08 April 2020
To really value our healthcare workers, we need to close the gender pay gap
Anne Laure Humbert
ANNE LAURE HUMBERT: Women, who make up the majority of healthcare workers, still face a significant pay gap in the sector
Over the last month or so we’ve seen governments, companies and individuals working flat out to adjust to the new reality of the Covid-19 crisis. Part of the UK government’s response to ease the burden on business was to suspend gender pay gap reporting for this year. Whilst understandable, this is symbolically unfortunate, given we are this year set to celebrate the 50th anniversary of the Equal Pay Act (1970). It is also disappointing in light of one group of workers who deserve greater attention in these debates: healthcare workers, and most particularly nurses, 90 per cent of whom are women.
The gender pay gap is defined as the percentage difference between gross hourly earnings of working women and working men. According to Eurostat, in 2017 the gender pay gap in the UK amounted to 21 per cent, above the EU-28 average of 16 per cent. This is a significant gap, and one that only increases as people age. Indeed, the gender pension gap for those aged 65+ averaged 30 per cent in the EU-28, and 34 per cent specifically in the UK, in 2018.
Even though gender pay reporting only provides a partial picture, it nevertheless represents an important tool to eradicate pay differences. It mirrors efforts and recommendations at EU level to achieve greater pay transparency, as recently featured in the new European Commission’s Gender Equality Strategy 2020-25.
The gender pay gap is characterised by various factors, some of which are structural and some of which are potentially discriminating on the basis of sex. Structural factors can be differences in working hours or segregation patterns (eg women’s under-representation in more senior positions or in certain sectors), shaped, to a large extent, by gendered social norms and stereotypes. Once the effects of these structural factors have been taken into account what remains unexplained can be understood as discrimination. In examining the gender pay gap, it is important to consider how these two components play out and to quantify them using statistical decomposition methods.
The current way of measuring the gender pay gap is also problematic because it relies on hourly pay. However, differences in pay are most prominent when measured weekly, monthly or annually due to differences in working patterns, for example women are much more likely than men to work on a part-time basis. Furthermore, measuring pay is more meaningful to the reality of people’s lives when measured at the weekly or monthly level, since this is the aggregate that allows them to pay bills and meet other financial commitments.

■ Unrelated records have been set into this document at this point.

fn parse_geometry(lines: &[String]) -> Result<Vec<ParsedAtom>, LogError> {
    let header = last_line_matching(lines, |l| l.contains(STANDARD_ORIENTATION))
        .or_else(|| last_line_matching(lines, |l| l.contains(INPUT_ORIENTATION)))
        .ok_or(LogError::MissingBlock("orientation"))?;

    let rows = block_rows(lines, header, ORIENTATION_HEADER_LINES, "orientation", |l| {
        l.trim_start().starts_with("---")
    })?;

    let mut atoms = Vec::with_capacity(rows.len());
    for (line_num, row) in rows {
        let fields: Vec<&str> = row.split_whitespace().collect();
        // Older outputs omit the atomic-type column.
        let coords = match fields.len() {
            n if n >= 6 => &fields[3..6],
            5 => &fields[2..5],
            _ => {
                return Err(LogError::Parse {
                    line: line_num,
                    kind: LogParseErrorKind::TooFewColumns(5),
                });
            }
        };
        let atomic_number = parse_element_token(fields[1])?;
        let position = Point3::new(
            parse_float(coords[0], line_num)?,
            parse_float(coords[1], line_num)?,
            parse_float(coords[2], line_num)?,
        );
        atoms.push(ParsedAtom::new(atomic_number, position));
    }
    if atoms.is_empty() {
        return Err(LogError::MissingBlock("orientation"));
    }
    Ok(atoms)
}

fn parse_charges(lines: &[String], charge_type: ChargeType) -> Result<Vec<f64>, LogError> {
    let (header, block, rows) = match charge_type {
        ChargeType::Mulliken => {
            let header = last_line_matching(lines, |l| {
                let t = l.trim();
                t == MULLIKEN_HEADER || t.starts_with(MULLIKEN_SPIN_HEADER)
            })
            .ok_or(LogError::MissingBlock("Mulliken charges"))?;
            let rows = block_rows(lines, header, CHARGE_HEADER_LINES, "Mulliken charges", |l| {
                l.contains(MULLIKEN_END)
            })?;
            (header, "Mulliken charges", rows)
        }
        ChargeType::Hirshfeld => {
            let header = last_line_matching(lines, |l| l.contains(HIRSHFELD_HEADER))
                .ok_or(LogError::MissingBlock("Hirshfeld charges"))?;
            let rows = block_rows(lines, header, CHARGE_HEADER_LINES, "Hirshfeld charges", |l| {
                l.trim_start().starts_with(HIRSHFELD_END)
            })?;
            (header, "Hirshfeld charges", rows)
        }
    };

    let mut charges = Vec::with_capacity(rows.len());
    for (line_num, row) in rows {
        let fields: Vec<&str> = row.split_whitespace().collect();
        let token = fields.get(2).ok_or(LogError::Parse {
            line: line_num,
            kind: LogParseErrorKind::TooFewColumns(3),
        })?;
        charges.push(parse_float(token, line_num)?);
    }
    if charges.is_empty() {
        return Err(LogError::UnterminatedBlock {
            block,
            line: header + 1,
        });
    }
    Ok(charges)
}

fn parse_dipole(lines: &[String]) -> Result<Vector3<f64>, LogError> {
    let header = last_line_matching(lines, |l| l.contains(DIPOLE_HEADER))
        .ok_or(LogError::MissingBlock("dipole moment"))?;
    let line_num = header + 2;
    let line = lines
        .get(header + 1)
        .ok_or(LogError::MissingBlock("dipole moment"))?;

    // `X= x Y= y Z= z Tot= t`
    let fields: Vec<&str> = line.split_whitespace().collect();
    if fields.len() < 6 {
        return Err(LogError::Parse {
            line: line_num,
            kind: LogParseErrorKind::TooFewColumns(6),
        });
    }
    Ok(Vector3::new(
        parse_float(fields[1], line_num)?,
        parse_float(fields[3], line_num)?,
        parse_float(fields[5], line_num)?,
    ))
}

#[cfg(test)]
pub(crate) mod fixtures {
    /// A two-step water optimisation with Mulliken and Hirshfeld populations.
    pub const WATER_LOG: &str = r#" Entering Gaussian System, Link 0=g16
 #p opt b3lyp/6-31g(d) pop=hirshfeld

                          Input orientation:
 ---------------------------------------------------------------------
 Center     Atomic      Atomic             Coordinates (Angstroms)
 Number     Number       Type             X           Y           Z
 ---------------------------------------------------------------------
      1          8           0        0.000000    0.000000    0.000000
      2          1           0        0.000000    0.000000    1.000000
      3          1           0        0.000000    1.000000    0.000000
 ---------------------------------------------------------------------
                         Standard orientation:
 ---------------------------------------------------------------------
 Center     Atomic      Atomic             Coordinates (Angstroms)
 Number     Number       Type             X           Y           Z
 ---------------------------------------------------------------------
      1          8           0        0.000000    0.000000    0.100000
      2          1           0        0.000000    0.800000   -0.400000
      3          1           0        0.000000   -0.800000   -0.400000
 ---------------------------------------------------------------------
 Mulliken charges:
               1
     1  O   -0.700000
     2  H    0.350000
     3  H    0.350000
 Sum of Mulliken charges =   0.00000
 Dipole moment (field-independent basis, Debye):
    X=              0.0000    Y=              0.0000    Z=             -2.0000  Tot=              2.0000
                         Standard orientation:
 ---------------------------------------------------------------------
 Center     Atomic      Atomic             Coordinates (Angstroms)
 Number     Number       Type             X           Y           Z
 ---------------------------------------------------------------------
      1          8           0        0.000000    0.000000    0.119262
      2          1           0        0.000000    0.763239   -0.477047
      3          1           0        0.000000   -0.763239   -0.477047
 ---------------------------------------------------------------------
 Mulliken charges:
               1
     1  O   -0.834000
     2  H    0.417000
     3  H    0.417000
 Sum of Mulliken charges =   0.00000
 Mulliken charges with hydrogens summed into heavy atoms:
               1
     1  O    0.000000
 Sum of Mulliken charges =   0.00000
 Hirshfeld charges, spin densities, dipoles, and CM5 charges using IRadAn=      4:
              Q-H        S-H        Dx         Dy         Dz        Q-CM5
     1  O   -0.331000   0.000000   0.000000   0.000000  -0.160000  -0.648000
     2  H    0.165500   0.000000   0.000000   0.110000   0.080000   0.324000
     3  H    0.165500   0.000000   0.000000  -0.110000   0.080000   0.324000
       Tot   0.000000   0.000000   0.000000   0.000000   0.000000   0.000000
 Dipole moment (field-independent basis, Debye):
    X=              0.0000    Y=              0.0000    Z=             -2.1000  Tot=              2.1000
 Normal termination of Gaussian 16 at Mon Jan  1 00:00:00 2024.
"#;

    /// Same run cut short before the termination marker.
    pub fn truncated_water_log() -> String {
        WATER_LOG.replace(
            " Normal termination of Gaussian 16 at Mon Jan  1 00:00:00 2024.\n",
            " Error termination via Lnk1e in l9999.exe\n",
        )
    }
}
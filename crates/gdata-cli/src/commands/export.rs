use super::load_dataset;
use crate::cli::ExportArgs;
use crate::error::Result;
use tracing::warn;

pub fn run(args: ExportArgs) -> Result<()> {
    let dataset = load_dataset(&args.dataset)?;
    let report = dataset.convert_to_xyz(&args.output, !args.no_header)?;

    for failure in &report.failures {
        warn!("Could not write {:?}: {}", failure.path, failure.detail);
    }
    println!(
        "✓ Wrote {} xyz file(s) to: {}",
        report.succeeded,
        args.output.display()
    );
    Ok(())
}

#[cfg(test)]
mod tests {
    use super::*;
    use gdata::dataset::{ChargeType, Dataset};
    use std::fs;
    use tempfile::tempdir;

    #[test]
    fn exports_one_file_per_molecule() {
        let root = tempdir().unwrap();
        let xyz = root.path().join("nh3.xyz");
        fs::write(
            &xyz,
            "4\n\nN 0.0 0.0 0.0\nH 0.0 0.94 -0.38\nH 0.81 -0.47 -0.38\nH -0.81 -0.47 -0.38\n",
        )
        .unwrap();
        let mut dataset = Dataset::new(6, ChargeType::Mulliken).unwrap();
        dataset.read_xyz_file(&xyz, true).unwrap();
        let saved = root.path().join("dataset");
        dataset.save_all(&saved).unwrap();

        let out = root.path().join("xyz");
        run(ExportArgs {
            dataset: saved,
            output: out.clone(),
            no_header: false,
        })
        .unwrap();

        let written = fs::read_to_string(out.join("nh3.xyz")).unwrap();
        let lines: Vec<&str> = written.lines().collect();
        assert_eq!(lines[0], "4");
        assert_eq!(lines.len(), 6);
        assert!(lines[2].starts_with("N "));
    }
}
use nalgebra::{DMatrix, Scalar};
use std::fmt;

/// Identifies one of the five parallel per-molecule series of a dataset.
#[derive(Debug, Clone, Copy, PartialEq, Eq, Hash, PartialOrd, Ord)]
pub enum Series {
    Structures,
    Charges,
    Names,
    Topologies,
    Dipoles,
}

impl Series {
    pub const ALL: [Series; 5] = [
        Series::Structures,
        Series::Charges,
        Series::Names,
        Series::Topologies,
        Series::Dipoles,
    ];
}

impl fmt::Display for Series {
    fn fmt(&self, f: &mut fmt::Formatter<'_>) -> fmt::Result {
        write!(
            f,
            "{}",
            match self {
                Self::Structures => "structures",
                Self::Charges => "charges",
                Self::Names => "names",
                Self::Topologies => "topologies",
                Self::Dipoles => "dipoles",
            }
        )
    }
}

/// A series of equally shaped per-molecule blocks stored in one row-major buffer.
///
/// Every block is `rows x cols`; the buffer always holds exactly `len * rows * cols`
/// scalars. Only [`PaddedSeries::reshape`] reallocates.
#[derive(Debug, Clone, PartialEq)]
pub(crate) struct PaddedSeries<T> {
    data: Vec<T>,
    rows: usize,
    cols: usize,
    len: usize,
}

impl<T: Scalar + Copy + Default> PaddedSeries<T> {
    pub fn new(rows: usize, cols: usize) -> Self {
        Self {
            data: Vec::new(),
            rows,
            cols,
            len: 0,
        }
    }

    /// Wraps an existing row-major buffer. Returns `None` if the buffer size is not a
    /// whole number of blocks.
    pub fn from_raw(data: Vec<T>, rows: usize, cols: usize) -> Option<Self> {
        let block = rows * cols;
        if block == 0 {
            return data.is_empty().then(|| Self::new(rows, cols));
        }
        if data.len() % block != 0 {
            return None;
        }
        let len = data.len() / block;
        Some(Self {
            data,
            rows,
            cols,
            len,
        })
    }

    pub fn len(&self) -> usize {
        self.len
    }

    pub fn is_empty(&self) -> bool {
        self.len == 0
    }

    pub fn shape(&self) -> (usize, usize) {
        (self.rows, self.cols)
    }

    pub fn block_len(&self) -> usize {
        self.rows * self.cols
    }

    pub fn raw(&self) -> &[T] {
        &self.data
    }

    /// Checks the internal length bookkeeping.
    pub fn is_consistent(&self) -> bool {
        self.data.len() == self.len * self.block_len()
    }

    pub fn block(&self, index: usize) -> &[T] {
        let n = self.block_len();
        &self.data[index * n..(index + 1) * n]
    }

    pub fn block_mut(&mut self, index: usize) -> &mut [T] {
        let n = self.block_len();
        &mut self.data[index * n..(index + 1) * n]
    }

    pub fn blocks(&self) -> impl Iterator<Item = &[T]> {
        (0..self.len).map(move |i| self.block(i))
    }

    pub fn matrix(&self, index: usize) -> DMatrix<T> {
        DMatrix::from_row_slice(self.rows, self.cols, self.block(index))
    }

    pub fn matrices(&self) -> Vec<DMatrix<T>> {
        (0..self.len).map(|i| self.matrix(i)).collect()
    }

    pub fn push_matrix(&mut self, block: &DMatrix<T>) {
        debug_assert_eq!(block.shape(), (self.rows, self.cols));
        for r in 0..self.rows {
            for c in 0..self.cols {
                self.data.push(block[(r, c)]);
            }
        }
        self.len += 1;
    }

    pub fn push_slice(&mut self, block: &[T]) {
        debug_assert_eq!(block.len(), self.block_len());
        self.data.extend_from_slice(block);
        self.len += 1;
    }

    pub fn push_zeros(&mut self) {
        let n = self.block_len();
        self.data.resize(self.data.len() + n, T::default());
        self.len += 1;
    }

    pub fn clear(&mut self) {
        self.data.clear();
        self.len = 0;
    }

    /// Re-pads or truncates every block to `rows x cols`, keeping the overlapping
    /// top-left region of each block.
    pub fn reshape(&mut self, rows: usize, cols: usize) {
        if (rows, cols) == (self.rows, self.cols) {
            return;
        }
        let mut data = Vec::with_capacity(self.len * rows * cols);
        for i in 0..self.len {
            let block = self.block(i);
            for r in 0..rows {
                for c in 0..cols {
                    let value = if r < self.rows && c < self.cols {
                        block[r * self.cols + c]
                    } else {
                        T::default()
                    };
                    data.push(value);
                }
            }
        }
        self.data = data;
        self.rows = rows;
        self.cols = cols;
    }
}

#[cfg(test)]
mod tests {
    use super::*;

    fn sample() -> PaddedSeries<f64> {
        let mut s = PaddedSeries::new(2, 3);
        s.push_slice(&[1.0, 2.0, 3.0, 4.0, 5.0, 6.0]);
        s.push_zeros();
        s
    }

    #[test]
    fn push_and_access_blocks() {
        let s = sample();
        assert_eq!(s.len(), 2);
        assert_eq!(s.block(0), &[1.0, 2.0, 3.0, 4.0, 5.0, 6.0]);
        assert!(s.block(1).iter().all(|&v| v == 0.0));
        assert!(s.is_consistent());
    }

    #[test]
    fn matrix_view_is_row_major() {
        let s = sample();
        let m = s.matrix(0);
        assert_eq!(m.shape(), (2, 3));
        assert_eq!(m[(0, 2)], 3.0);
        assert_eq!(m[(1, 0)], 4.0);
    }

    #[test]
    fn push_matrix_preserves_layout() {
        let mut s = PaddedSeries::new(2, 2);
        s.push_matrix(&DMatrix::from_row_slice(2, 2, &[1u8, 2, 3, 4]));
        assert_eq!(s.block(0), &[1, 2, 3, 4]);
        assert_eq!(s.matrix(0), DMatrix::from_row_slice(2, 2, &[1u8, 2, 3, 4]));
    }

    #[test]
    fn reshape_pads_and_truncates() {
        let mut s = sample();
        s.reshape(3, 3);
        assert_eq!(s.shape(), (3, 3));
        assert_eq!(&s.block(0)[..6], &[1.0, 2.0, 3.0, 4.0, 5.0, 6.0]);
        assert_eq!(&s.block(0)[6..], &[0.0, 0.0, 0.0]);

        s.reshape(1, 2);
        assert_eq!(s.block(0), &[1.0, 2.0]);
        assert!(s.is_consistent());
    }

    #[test]
    fn from_raw_rejects_partial_blocks() {
        assert!(PaddedSeries::<f64>::from_raw(vec![0.0; 5], 2, 2).is_none());
        let s = PaddedSeries::<f64>::from_raw(vec![0.0; 8], 2, 2).unwrap();
        assert_eq!(s.len(), 2);
    }

    #[test]
    fn clear_empties_the_series_but_keeps_shape() {
        let mut s = sample();
        s.clear();
        assert!(s.is_empty());
        assert_eq!(s.shape(), (2, 3));
        assert!(s.is_consistent());
    }
}
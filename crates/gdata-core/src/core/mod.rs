//! # Core Module
//!
//! Stateless building blocks shared by the dataset container.
//!
//! - **Reference data** ([`elements`]) - Atomic number, symbol and mass lookups
//! - **Molecule data** ([`models`]) - Padded per-molecule records, series identifiers
//!   and the charge scheme tag
//! - **File I/O** ([`io`]) - Gaussian log, z-matrix and xyz parsers, the xyz writer and
//!   the `.npy` array codec
//! - **Geometry** ([`utils`]) - Internal-coordinate placement and inertia calculations

pub mod elements;
pub mod io;
pub mod models;
pub mod utils;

Our research at the Centre for Diversity Policy Research and Practice at Oxford Brookes University, in collaboration with the Royal College of Nursing, examined gender and pay in the health sector. The findings show that women earn, on average, 30 per cent less across all health professions (nurses, doctors, managers and allied health professionals) per week, or 16 per cent less on an hourly basis. Pay for nurses is 81 per cent of that of the healthcare average. The low variation (evidence by a relatively small standard deviation) also suggests that more skills and experience do not translate into higher pay for nurses. In 2018, gross weekly pay for men in nursing was on average £617 compared to £512 for women, representing a 17 per cent weekly gender pay gap.
Decomposing this weekly gender pay gap in the health sector (£351.45) shows that working hours play a significant role, as the gap would close by £137.73 weekly if women worked the same number of hours as men. The decomposition also shows that a significant part of the gap is unexplained by any of the structural factors examined, and suggests that discrimination alone accounts for £93.49 of the pay gap.
A decomposition of the nursing gender weekly pay gap (£107.72) shows that if women and men worked the same hours, the pay gap would be reduced by £102.60 per week, accounting for the majority (95 per cent) of it. However, unlike the figures for all health professionals, there is no evidence of potential discrimination on the basis of sex. It is the gendered treatment of nursing –– the way it is devalued as a feminised profession –– that is suppressing wages, rather than gender inequality in the workforce. Nurses are paid equally… badly.
We are so heavily reliant on health professionals in this time of crisis –– but the lack of progress since the Equal Pay Act (1970) and the suspension of gender pay gap reporting feel somewhat at odds with how we value them. It is more important than ever in the post Covid-19 world we aim to conduct more appropriate analysis of the gender pay gap (including decomposition methods); use a wider range of measures (extending the measure from hourly to weekly or monthly); revisit existing job evaluation frameworks and dispensations across the health sector and in relation to other professions; and create monitoring tools that enable greater transparency.
Dr Anne Laure Humbert is the Director of the Centre for Diversity Policy Research and Practice at Oxford Brookes University, as well as a Visiting Researcher at the Global Institute for Women's Leadership, King's College London.